• _TASK DIRECTIONS_:
The entries follow. Print each one exactly.

• _RECORDS FOR THIS TASK_:
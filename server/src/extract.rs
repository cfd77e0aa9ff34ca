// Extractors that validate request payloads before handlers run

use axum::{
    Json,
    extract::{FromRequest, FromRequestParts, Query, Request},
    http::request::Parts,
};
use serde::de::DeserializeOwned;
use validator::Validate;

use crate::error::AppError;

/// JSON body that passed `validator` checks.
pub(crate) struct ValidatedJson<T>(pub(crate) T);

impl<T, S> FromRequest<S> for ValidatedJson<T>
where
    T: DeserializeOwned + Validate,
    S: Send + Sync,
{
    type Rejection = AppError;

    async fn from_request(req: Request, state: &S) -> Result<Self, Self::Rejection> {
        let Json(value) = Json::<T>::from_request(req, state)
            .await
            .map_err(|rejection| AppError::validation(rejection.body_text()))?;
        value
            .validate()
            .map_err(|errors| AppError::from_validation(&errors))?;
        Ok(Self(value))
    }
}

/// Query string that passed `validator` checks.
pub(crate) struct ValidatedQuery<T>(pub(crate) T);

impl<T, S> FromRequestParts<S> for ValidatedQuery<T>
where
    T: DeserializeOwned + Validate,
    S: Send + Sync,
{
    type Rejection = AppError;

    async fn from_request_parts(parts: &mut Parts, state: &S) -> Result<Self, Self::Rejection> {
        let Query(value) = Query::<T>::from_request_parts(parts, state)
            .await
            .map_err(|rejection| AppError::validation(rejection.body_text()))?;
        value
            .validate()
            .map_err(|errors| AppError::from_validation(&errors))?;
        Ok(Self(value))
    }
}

• _COMPLETED TASK_:
filename server/src/extract.rs
repository cfd77e0aa9ff34ca
// Extractors that validate request payloads before handlers run

use axum::{
    Json,
    extract::{FromRequest, FromRequestParts, Query, Request},
    http::request::Parts,
};
use serde::de::DeserializeOwned;
use validator::Validate;

use crate::error::AppError;

/// JSON body that passed `validator` checks.
pub(crate) struct ValidatedJson<T>(pub(crate) T);

impl<T, S> FromRequest<S> for ValidatedJson<T>
where
    T: DeserializeOwned + Validate,
    S: Send + Sync,
{
    type Rejection = AppError;

    async fn from_request(req: Request, state: &S) -> Result<Self, Self::Rejection> {
        let Json(value) = Json::<T>::from_request(req, state)
            .await
            .map_err(|rejection| AppError::validation(rejection.body_text()))?;
        value
            .validate()
            .map_err(|errors| AppError::from_validation(&errors))?;
        Ok(Self(value))
    }
}

/// Query string that passed `validator` checks.
pub(crate) struct ValidatedQuery<T>(pub(crate) T);

impl<T, S> FromRequestParts<S> for ValidatedQuery<T>
where
    T: DeserializeOwned + Validate,
    S: Send + Sync,
{
    type Rejection = AppError;

    async fn from_request_parts(parts: &mut Parts, state: &S) -> Result<Self, Self::Rejection> {
        let Query(value) = Query::<T>::from_request_parts(parts, state)
            .await
            .map_err(|rejection| AppError::validation(rejection.body_text()))?;
        value
            .validate()
            .map_err(|errors| AppError::from_validation(&errors))?;
        Ok(Self(value))
    }
}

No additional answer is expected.